Why Skipping Your Company Holiday Party Is A Bad Idea
By Alison Griswold
It seems that the festive holiday spirit isn't catching on in most offices.
Only two in five workers plan to go to their company holiday party this year, according to a new survey from jobs site CareerBuilder. That statistic flies in the face of conventional wisdom among career experts, who say the holiday party is the one company event that almost everyone shows up for - and is expected to attend.
"This party is unlike any other party over the course of the year," says Nicole Williams, the official career expert of LinkedIn. "This is the one that everyone shows up to, that your CEO is likely to be at, that your boss's boss is likely to be at."

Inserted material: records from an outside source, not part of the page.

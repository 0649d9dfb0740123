use hatgen::{prepare_with_fallback, AvatarCompositor, Config, ImageAsset, Session, Status};
use std::env;
use std::sync::Arc;

#[tokio::main]
async fn main() -> Result<(), Box<dyn std::error::Error>> {
    match dotenv::dotenv() {
        Ok(_) => log::info!("✅ .env file loaded"),
        Err(_) => log::warn!("⚠️  No .env file found"),
    }
    hatgen::logger::init()?;

    let input = env::args().nth(1).ok_or("usage: prepare <IMAGE> [--generate]")?;
    let generate = env::args().any(|arg| arg == "--generate");
    let config = Config::from_env();

    let image = ImageAsset::load(&input).await?;
    let padded = prepare_with_fallback(Arc::new(AvatarCompositor::default()), &image).await;
    let extension = padded.mime_type().trim_start_matches("image/");
    let padded_path = config.output_dir.join(format!("padded-avatar.{}", extension));
    tokio::fs::write(&padded_path, padded.bytes()).await?;
    println!(
        "{}x{} -> {}x{} ({})",
        image.width(),
        image.height(),
        padded.width(),
        padded.height(),
        padded_path.display()
    );

    if generate {
        let mut session = Session::from_config(&config)?;
        session.select_image(image);
        match session.generate(None).await {
            Status::Success(result) => {
                let path = result.save_to_dir(&config.output_dir).await?;
                println!("{}", path.display());
            }
            status => println!("{:?}", status),
        }
    }

    Ok(())
}
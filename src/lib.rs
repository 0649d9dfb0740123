pub mod config;
pub mod credentials;
pub mod error;
pub mod gemini;
pub mod imaging;
pub mod logger;
pub mod models;
pub mod session;

pub use config::Config;
pub use credentials::{
    CredentialResolver, CredentialStore, FileCredentialStore, KeySource, MemoryCredentialStore,
};
pub use error::{CompositionError, ErrorKind, HatError, Result};
pub use gemini::{GenerationTransport, HttpTransport, ImageClient};
pub use imaging::{prepare_with_fallback, AvatarCompositor, CompositorOptions, ImageTransform};
pub use models::*;
pub use session::{AppState, Event, Session, Status};
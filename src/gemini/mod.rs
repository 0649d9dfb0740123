pub mod image_client;
pub mod transport;

pub use image_client::ImageClient;
pub use transport::{GenerationTransport, HttpTransport, TransportError};
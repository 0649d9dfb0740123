use thiserror::Error;

/// Why the avatar compositor could not produce a padded image.
#[derive(Debug, Error)]
pub enum CompositionError {
    #[error("failed to decode image: {0}")]
    Decode(String),
    #[error("cannot create a {size}x{size} drawing surface")]
    Surface { size: u64 },
    #[error("failed to encode composed image: {0}")]
    Encode(String),
}

#[derive(Debug, Error)]
pub enum HatError {
    #[error("Validation error: {0}")]
    Validation(String),
    #[error("No API key configured. Run `hatgen key set <KEY>` or export API_KEY")]
    MissingCredential,
    #[error("Composition error: {0}")]
    Composition(#[from] CompositionError),
    #[error("API key is invalid or expired, check your configuration: {0}")]
    InvalidCredential(String),
    #[error("The model returned no image data, please try again")]
    NoImageReturned,
    #[error("Generation failed: {0}")]
    GenerationFailed(String),
    #[error("Configuration error: {0}")]
    Config(String),
    #[error("IO error: {0}")]
    Io(#[from] std::io::Error),
}

/// Flat tag over [`HatError`] used by the session and the CLI to pick guidance.
#[derive(Debug, Clone, Copy, PartialEq, Eq)]
pub enum ErrorKind {
    Validation,
    MissingCredential,
    Composition,
    InvalidCredential,
    NoImageReturned,
    GenerationFailed,
    Config,
    Io,
}

impl HatError {
    pub fn kind(&self) -> ErrorKind {
        match self {
            HatError::Validation(_) => ErrorKind::Validation,
            HatError::MissingCredential => ErrorKind::MissingCredential,
            HatError::Composition(_) => ErrorKind::Composition,
            HatError::InvalidCredential(_) => ErrorKind::InvalidCredential,
            HatError::NoImageReturned => ErrorKind::NoImageReturned,
            HatError::GenerationFailed(_) => ErrorKind::GenerationFailed,
            HatError::Config(_) => ErrorKind::Config,
            HatError::Io(_) => ErrorKind::Io,
        }
    }

    /// Failures the user can reasonably retry without changing anything.
    pub fn is_retryable(&self) -> bool {
        matches!(
            self,
            HatError::NoImageReturned | HatError::GenerationFailed(_)
        )
    }

    /// Failures that point at credential setup rather than a transient fault.
    pub fn needs_configuration(&self) -> bool {
        matches!(
            self,
            HatError::MissingCredential | HatError::InvalidCredential(_)
        )
    }
}

pub type Result<T> = std::result::Result<T, HatError>;

#[cfg(test)]
mod tests {
    use super::*;

    #[test]
    fn retry_and_configuration_guidance_are_disjoint() {
        let errors = vec![
            HatError::Validation("too big".into()),
            HatError::MissingCredential,
            HatError::InvalidCredential("403".into()),
            HatError::NoImageReturned,
            HatError::GenerationFailed("boom".into()),
        ];
        for err in &errors {
            assert!(!(err.is_retryable() && err.needs_configuration()));
        }
        assert!(HatError::NoImageReturned.is_retryable());
        assert!(HatError::MissingCredential.needs_configuration());
        assert!(!HatError::Validation("x".into()).is_retryable());
    }

    #[test]
    fn composition_error_converts() {
        let err: HatError = CompositionError::Surface { size: 20000 }.into();
        assert_eq!(err.kind(), ErrorKind::Composition);
        assert!(err.to_string().contains("20000x20000"));
    }
}
use image::imageops::{self, FilterType};
use image::{Rgba, RgbaImage};

/// Largest sigma blurred at full resolution; anything stronger runs on a
/// downsampled copy and is scaled back up.
const MAX_DIRECT_SIGMA: f32 = 6.0;

/// Gaussian blur whose cost stays flat as `sigma` grows.
pub fn soft_blur(img: &RgbaImage, sigma: f32) -> RgbaImage {
    if !(sigma > 0.0) {
        return img.clone();
    }
    let factor = (sigma / MAX_DIRECT_SIGMA).ceil();
    if factor <= 1.0 {
        return imageops::blur(img, sigma);
    }

    let (width, height) = img.dimensions();
    let small_w = ((width as f32 / factor).round() as u32).max(1);
    let small_h = ((height as f32 / factor).round() as u32).max(1);
    let small = imageops::resize(img, small_w, small_h, FilterType::Triangle);
    let blurred = imageops::blur(&small, sigma / factor);
    imageops::resize(&blurred, width, height, FilterType::Triangle)
}

/// Multiplies the colour channels by `factor`, leaving alpha alone.
pub fn brighten(img: &mut RgbaImage, factor: f32) {
    for pixel in img.pixels_mut() {
        for channel in pixel.0.iter_mut().take(3) {
            *channel = (*channel as f32 * factor).round().clamp(0.0, 255.0) as u8;
        }
    }
}

/// Scales `img` uniformly until it covers a `side` x `side` square, cropping
/// the overflow evenly from both ends.
///
/// The visible region is cut from the source before resizing, so the work
/// stays proportional to `side` however extreme the aspect ratio is.
pub fn cover_square(img: &RgbaImage, side: u32) -> RgbaImage {
    let (width, height) = img.dimensions();
    let scale = f64::max(side as f64 / width as f64, side as f64 / height as f64);
    let visible_w = ((side as f64 / scale).round() as u32).clamp(1, width);
    let visible_h = ((side as f64 / scale).round() as u32).clamp(1, height);

    let x = (width - visible_w) / 2;
    let y = (height - visible_h) / 2;
    let visible = imageops::crop_imm(img, x, y, visible_w, visible_h).to_image();
    imageops::resize(&visible, side, side, FilterType::Triangle)
}

/// Black silhouette of `img` at `opacity`, blurred by `sigma`.
///
/// The returned tile is padded by `margin` pixels on every side so the blur
/// has room to fall off; draw it at the image origin minus `margin`.
pub fn drop_shadow(img: &RgbaImage, sigma: f32, opacity: f32) -> (RgbaImage, u32) {
    let margin = (sigma.max(0.0) * 3.0).ceil() as u32;
    let (width, height) = img.dimensions();
    let mut tile = RgbaImage::new(width + margin * 2, height + margin * 2);

    for (x, y, pixel) in img.enumerate_pixels() {
        let alpha = (pixel.0[3] as f32 * opacity).round().clamp(0.0, 255.0) as u8;
        tile.put_pixel(x + margin, y + margin, Rgba([0, 0, 0, alpha]));
    }

    (soft_blur(&tile, sigma), margin)
}
use chrono::{DateTime, Utc};
use colored::*;
use log::{Level, Metadata, Record};
use once_cell::sync::Lazy;
use serde::{Deserialize, Serialize};
use std::fs::{File, OpenOptions};
use std::io::{self, Write};
use std::sync::Mutex;
use std::time::{Duration, Instant};

static CONSOLE_LOGGER: Lazy<ConsoleLogger> = Lazy::new(ConsoleLogger::new);

pub fn init() -> Result<(), String> {
    init_with_config(LoggerConfig::default())
}

pub fn init_with_config(config: LoggerConfig) -> Result<(), String> {
    let max_level = config.min_level.to_log_level_filter();
    CONSOLE_LOGGER.update_config(config);

    if let Err(e) = log::set_logger(&*CONSOLE_LOGGER) {
        return Err(format!("Failed to set logger: {:?}", e));
    }

    log::set_max_level(max_level);
    Ok(())
}

#[derive(Debug, Clone, Copy, PartialEq, Eq, PartialOrd, Ord, Serialize, Deserialize)]
pub enum LogLevel {
    Trace = 0,
    Debug = 1,
    Info = 2,
    Warn = 3,
    Error = 4,
}

impl LogLevel {
    pub fn color(&self) -> Color {
        match self {
            LogLevel::Trace => Color::Cyan,
            LogLevel::Debug => Color::Blue,
            LogLevel::Info => Color::Green,
            LogLevel::Warn => Color::Yellow,
            LogLevel::Error => Color::Red,
        }
    }

    pub fn emoji(&self) -> &'static str {
        match self {
            LogLevel::Trace => "🔍",
            LogLevel::Debug => "🐛",
            LogLevel::Info => "🎅",
            LogLevel::Warn => "⚠️",
            LogLevel::Error => "❌",
        }
    }

    pub fn as_str(&self) -> &'static str {
        match self {
            LogLevel::Trace => "TRACE",
            LogLevel::Debug => "DEBUG",
            LogLevel::Info => "INFO",
            LogLevel::Warn => "WARN",
            LogLevel::Error => "ERROR",
        }
    }

    pub fn to_log_level_filter(&self) -> log::LevelFilter {
        match self {
            LogLevel::Trace => log::LevelFilter::Trace,
            LogLevel::Debug => log::LevelFilter::Debug,
            LogLevel::Info => log::LevelFilter::Info,
            LogLevel::Warn => log::LevelFilter::Warn,
            LogLevel::Error => log::LevelFilter::Error,
        }
    }

    pub fn from_log_level(level: Level) -> Self {
        match level {
            Level::Trace => LogLevel::Trace,
            Level::Debug => LogLevel::Debug,
            Level::Info => LogLevel::Info,
            Level::Warn => LogLevel::Warn,
            Level::Error => LogLevel::Error,
        }
    }
}

/// One formatted log line, also the shape written in JSON mode.
#[derive(Debug, Clone, Serialize, Deserialize)]
pub struct LogEntry {
    pub timestamp: DateTime<Utc>,
    pub level: LogLevel,
    pub message: String,
    pub module: String,
    pub file: String,
    pub line: u32,
}

impl LogEntry {
    fn from_record(record: &Record) -> Self {
        Self {
            timestamp: Utc::now(),
            level: LogLevel::from_log_level(record.level()),
            message: record.args().to_string(),
            module: record.module_path().unwrap_or("unknown").to_string(),
            file: record.file().unwrap_or("unknown").to_string(),
            line: record.line().unwrap_or(0),
        }
    }
}

#[derive(Debug, Clone)]
pub struct LoggerConfig {
    pub min_level: LogLevel,
    pub show_colors: bool,
    pub show_emojis: bool,
    pub show_file_location: bool,
    pub show_module: bool,
    pub include_timestamp: bool,
    pub timestamp_format: String,
    pub output_json: bool,
    pub log_to_file: bool,
    pub log_file_path: String,
}

impl Default for LoggerConfig {
    fn default() -> Self {
        Self {
            min_level: LogLevel::Info,
            show_colors: true,
            show_emojis: true,
            show_file_location: false,
            show_module: false,
            include_timestamp: true,
            timestamp_format: "%H:%M:%S%.3f".to_string(),
            output_json: false,
            log_to_file: false,
            log_file_path: "hatgen.log".to_string(),
        }
    }
}

impl LoggerConfig {
    pub fn new() -> Self {
        Self::default()
    }

    pub fn with_level(mut self, level: LogLevel) -> Self {
        self.min_level = level;
        self
    }

    pub fn with_colors(mut self, enabled: bool) -> Self {
        self.show_colors = enabled;
        self
    }

    pub fn with_file_output(mut self, path: &str) -> Self {
        self.log_to_file = true;
        self.log_file_path = path.to_string();
        self
    }

    pub fn with_json_output(mut self, enabled: bool) -> Self {
        self.output_json = enabled;
        self
    }

    pub fn production() -> Self {
        Self {
            min_level: LogLevel::Info,
            show_colors: false,
            show_emojis: false,
            output_json: true,
            timestamp_format: "%Y-%m-%d %H:%M:%S%.3f".to_string(),
            ..Default::default()
        }
    }

    pub fn development() -> Self {
        Self {
            min_level: LogLevel::Debug,
            show_file_location: true,
            show_module: true,
            ..Default::default()
        }
    }
}

/// Writes log lines to stderr, keeping stdout free for command output.
pub struct ConsoleLogger {
    config: Mutex<LoggerConfig>,
    log_file: Mutex<Option<File>>,
}

impl ConsoleLogger {
    pub fn new() -> Self {
        Self {
            config: Mutex::new(LoggerConfig::default()),
            log_file: Mutex::new(None),
        }
    }

    pub fn update_config(&self, new_config: LoggerConfig) {
        if new_config.log_to_file {
            if let Ok(file) = OpenOptions::new()
                .create(true)
                .append(true)
                .open(&new_config.log_file_path)
            {
                if let Ok(mut log_file) = self.log_file.lock() {
                    *log_file = Some(file);
                }
            }
        }
        if let Ok(mut config) = self.config.lock() {
            *config = new_config;
        }
    }

    fn format_line(&self, entry: &LogEntry, config: &LoggerConfig) -> String {
        let mut output = String::new();

        if config.include_timestamp {
            let timestamp = entry.timestamp.format(&config.timestamp_format).to_string();
            if config.show_colors {
                output.push_str(&format!("{} ", timestamp.bright_black()));
            } else {
                output.push_str(&format!("{} ", timestamp));
            }
        }

        let level_str = if config.show_emojis {
            format!("{} {}", entry.level.emoji(), entry.level.as_str())
        } else {
            entry.level.as_str().to_string()
        };
        if config.show_colors {
            output.push_str(&format!(
                "[{}] ",
                level_str.color(entry.level.color()).bold()
            ));
        } else {
            output.push_str(&format!("[{}] ", level_str));
        }

        if config.show_module && !entry.module.is_empty() {
            if config.show_colors {
                output.push_str(&format!("{}: ", entry.module.bright_blue()));
            } else {
                output.push_str(&format!("{}: ", entry.module));
            }
        }

        output.push_str(&entry.message);

        if config.show_file_location {
            let location = format!("{}:{}", entry.file, entry.line);
            if config.show_colors {
                output.push_str(&format!(" ({})", location.bright_black()));
            } else {
                output.push_str(&format!(" ({})", location));
            }
        }

        output
    }

    fn write_to_file(&self, entry: &LogEntry, config: &LoggerConfig) {
        if let Ok(mut log_file_guard) = self.log_file.lock() {
            if let Some(ref mut file) = *log_file_guard {
                let content = if config.output_json {
                    serde_json::to_string(entry).unwrap_or_default() + "\n"
                } else {
                    let plain = LoggerConfig {
                        show_colors: false,
                        ..config.clone()
                    };
                    self.format_line(entry, &plain) + "\n"
                };
                let _ = file.write_all(content.as_bytes());
            }
        }
    }
}

impl Default for ConsoleLogger {
    fn default() -> Self {
        Self::new()
    }
}

impl log::Log for ConsoleLogger {
    fn enabled(&self, metadata: &Metadata) -> bool {
        match self.config.lock() {
            Ok(config) => metadata.level() <= config.min_level.to_log_level_filter(),
            Err(_) => true,
        }
    }

    fn log(&self, record: &Record) {
        if !self.enabled(record.metadata()) {
            return;
        }
        let entry = LogEntry::from_record(record);

        if let Ok(config) = self.config.lock() {
            if config.output_json {
                eprintln!("{}", serde_json::to_string(&entry).unwrap_or_default());
            } else {
                eprintln!("{}", self.format_line(&entry, &config));
            }

            if config.log_to_file {
                self.write_to_file(&entry, &config);
            }
        }
    }

    fn flush(&self) {
        let _ = io::stderr().flush();
        if let Ok(mut log_file_guard) = self.log_file.lock() {
            if let Some(ref mut file) = *log_file_guard {
                let _ = file.flush();
            }
        }
    }
}

/// Logs how long an operation took when dropped.
pub struct Timer {
    start: Instant,
    name: String,
}

impl Timer {
    pub fn new(name: &str) -> Self {
        log::debug!("⏱️  Starting: {}", name);
        Self {
            start: Instant::now(),
            name: name.to_string(),
        }
    }

    pub fn elapsed(&self) -> Duration {
        self.start.elapsed()
    }
}

impl Drop for Timer {
    fn drop(&mut self) {
        log::info!(
            "⏱️  {} finished in {}ms",
            self.name,
            self.elapsed().as_millis()
        );
    }
}

pub fn timer(name: &str) -> Timer {
    Timer::new(name)
}

pub fn log_config_info(config: &crate::config::Config) {
    log::debug!("⚙️  Configuration loaded:");
    log::debug!("   Endpoint: {}", config.endpoint());
    log::debug!("   Timeout: {}s", config.timeout_secs);
    log::debug!("   Credential file: {}", config.credential_file.display());
    log::debug!("   Env key sources: {}", config.credential_sources.join(", "));
    log::debug!(
        "   Avatar optimization: {}",
        if config.optimize_for_avatar { "✅" } else { "❌" }
    );
}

Barbara Patcher, a business etiquette expert and president of Pachter & Associates, has previously told Business Insider that the office holiday party is never really optional.
"People will expect you to be there," she said. "It's an opportunity for you to meet people, and the person you talk to may wind up being the person who interviews you for your next job in three months."
Be that as it may, holiday parties have historically had mediocre attendance, if CareerBuilder's data is any indication. The 39% attendance rate predicted for parties this season is roughly in line with the 40% who planned to attend in 2012 and the 36% in 2011.
Nearly 60% of employers are planning to throw a holiday party, the CareerBuilder survey finds, on par with the percentage that hosted one in 2012.
In other measures of holiday cheer, 45% of employers plan to dole holiday bonuses and 35% will give holiday gifts. Roughly 20% of employees say they will exchange gifts with their co-workers, with most spending $25 or less on the item.
The CareerBuilder survey included 3,484 workers in the U.S. and roughly 2,100 hiring managers and human resources professionals.